Paul Perera agreed and said that investment in technology is a matter of urgency if the UK is to compete on the world stage, particularly for the country’s SME base. “We’ve got competitors in Korea who are buying robots at the rate of 10 or 20 times what we are in the UK, if not more,” he said. “If we don’t accelerate the use of digital, some SMEs will be out of business, because some countries around the world are taking their SMEs further and faster.”
For BAE Systems, digitalisation allows the advantages of other technologies to be unlocked. “AI will enable us to use machine optimisation and design, give us the ability to think about the internet of things and get sensing into products and therefore design digital twins and use those the right way,” said BAE’s strategic technology director Andy Wright.
Meanwhile, Sophie Jones – general manager of additive manufacturing firm Added Scientific – put the advantages into a broader context, and said investment in manufacturing technology will be key to developing the Tomorrow’s World type of innovations that will open up new markets for the UK and shape society in the future. “I don’t think we’re going to get to the products unless we develop the manufacturing technology,” she said. “For me, the benefit is not in manufacturing technologies, it’s in the completely overhauled healthcare system and the completely overhauled positioning systems – and helping the UK assume a leading position in developing and delivering those – that I see as the benefit.”
Case study: From tier ones to SMEs
Engineers at BAE’s Samlesbury site are trialling a smart cobotics workstation developed in collaboration with researchers from AMRC’s Factory 2050. The technology allows workers to make strategic decisions while delegating repetitive, machine-driven tasks that require consistency to the cobotic arm.

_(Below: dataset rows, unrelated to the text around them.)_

//! Error types for the reasoning round-trip and the check-in flow
//!
//! Errors are classified by recoverability:
//! - Retryable: network issues, timeouts, rate limits
//! - NonRetryable: bad configuration, unreadable responses
//! - RequiresUserAction: missing gateway key, rejected credentials

use std::path::PathBuf;
use thiserror::Error;

/// Failures reported by a [`crate::gateway::ReasoningGateway`].
#[derive(Debug, Error)]
pub enum GatewayError {
    // Retryable errors
    #[error("Network error: {0}")]
    Network(String),

    #[error("Reasoning call timed out after {0} seconds")]
    Timeout(u64),

    #[error("Reasoning service rate limit exceeded")]
    RateLimited,

    #[error("Reasoning service returned {status}: {body}")]
    Http { status: u16, body: String },

    // Non-retryable errors
    #[error("Gateway not configured: {0}")]
    NotConfigured(String),

    #[error("Failed to parse reasoning response: {0}")]
    InvalidResponse(String),

    // Requires user action
    #[error("Reasoning service rejected the API key")]
    Unauthorized,
}

impl GatewayError {
    /// Returns true if this error is retryable
    pub fn is_retryable(&self) -> bool {
        match self {
            GatewayError::Network(_) | GatewayError::Timeout(_) | GatewayError::RateLimited => {
                true
            }
            GatewayError::Http { status, .. } => *status >= 500,
            _ => false,
        }
    }

    /// Returns true if this error requires user action to resolve
    pub fn requires_user_action(&self) -> bool {
        matches!(
            self,
            GatewayError::Unauthorized | GatewayError::NotConfigured(_)
        )
    }

    /// Get a user-friendly recovery suggestion
    pub fn recovery_suggestion(&self) -> &'static str {
        match self {
            GatewayError::Network(_) => "Check your internet connection and try again.",
            GatewayError::Timeout(_) => "The assistant took too long to answer. Try again.",
            GatewayError::RateLimited => "Wait a few minutes and try again.",
            GatewayError::Http { .. } => "The assistant is having trouble. Try again shortly.",
            GatewayError::NotConfigured(_) => {
                "Set gateway.endpoint and gateway.apiKey in ~/.dayflow/config.json"
            }
            GatewayError::InvalidResponse(_) => "The assistant sent an unreadable reply. Try again.",
            GatewayError::Unauthorized => "Update gateway.apiKey in ~/.dayflow/config.json",
        }
    }
}

impl From<reqwest::Error> for GatewayError {
    fn from(err: reqwest::Error) -> Self {
        if err.is_decode() {
            GatewayError::InvalidResponse(err.to_string())
        } else {
            GatewayError::Network(err.to_string())
        }
    }
}

/// Errors from the file-backed store.
#[derive(Debug, Error)]
pub enum StoreError {
    #[error("IO error on {path}: {message}")]
    Io { path: PathBuf, message: String },

    #[error("State file is not valid JSON: {0}")]
    Corrupt(String),
}

/// Errors from the check-in lifecycle.
#[derive(Debug, Error)]
pub enum CheckInError {
    #[error("Check-in cannot go from {from} on {event}")]
    InvalidTransition {
        from: &'static str,
        event: &'static str,
    },

    #[error(transparent)]
    Gateway(#[from] GatewayError),
}

/// Serializable error representation for UI surfaces
#[derive(Debug, Clone, PartialEq, serde::Serialize)]
#[serde(rename_all = "camelCase")]
pub struct SurfaceError {
    pub message: String,
    pub error_type: ErrorType,
    pub can_retry: bool,
    pub recovery_suggestion: String,
}

#[derive(Debug, Clone, Copy, PartialEq, Eq, serde::Serialize)]
#[serde(rename_all = "camelCase")]
pub enum ErrorType {
    Retryable,
    NonRetryable,
    RequiresUserAction,
}

impl From<&GatewayError> for SurfaceError {
    fn from(err: &GatewayError) -> Self {
        let error_type = if err.requires_user_action() {
            ErrorType::RequiresUserAction
        } else if err.is_retryable() {
            ErrorType::Retryable
        } else {
            ErrorType::NonRetryable
        };

        SurfaceError {
            message: err.to_string(),
            error_type,
            can_retry: err.is_retryable(),
            recovery_suggestion: err.recovery_suggestion().to_string(),
        }
    }
}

As well as a so-called “skills passport” that recognises operators and automatically loads optimised individual profiles using wireless technology, the smart workstation also features light-assisted assembly, which uses “pick by light” technology, prompting the user towards the correct components or consumables during the manufacturing process.
Dave Holmes, manufacturing director at BAE Systems’ Air business, said: “Cobotics is the next natural step in developing manufacturing technology that will allow for a blending of skilled roles. We envisage that people will make larger, more strategic decisions while delegating the repetitive and intricate aspects of production to a robot.”
In an illustration of how future factory technologies aren’t just for the big players, AMRC has also been working with Tinsley Bridge, a Sheffield SME, on the development of an Industry 4.0 demonstrator that can be retrofitted to existing manufacturing equipment.
“Using edge computing devices retrofitted to the company’s CNC machines, we have collected power consumption data during the production of automotive suspension components,” explained Rikki Coles, AI project engineer for AMRC’s Integrated Manufacturing Group at Factory 2050. “It isn’t a complicated parameter to measure on a CNC machine, but using AI and machine learning, we can actually do a lot with such simple data.”
The director of engineering at Tinsley Bridge, Russell Crow, said: “Interrogating our machine utilisation rates means we have better visibility of what was being manufactured and when, and the ability to assess if we are scheduling effectively. This data will allow us to look at boosting our productivity on the shop floor.
“Rather than investing in significant cost and time for new digitally integrated smart machining centres, we were able to work with the AMRC to retrofit our existing capabilities to achieve the same results.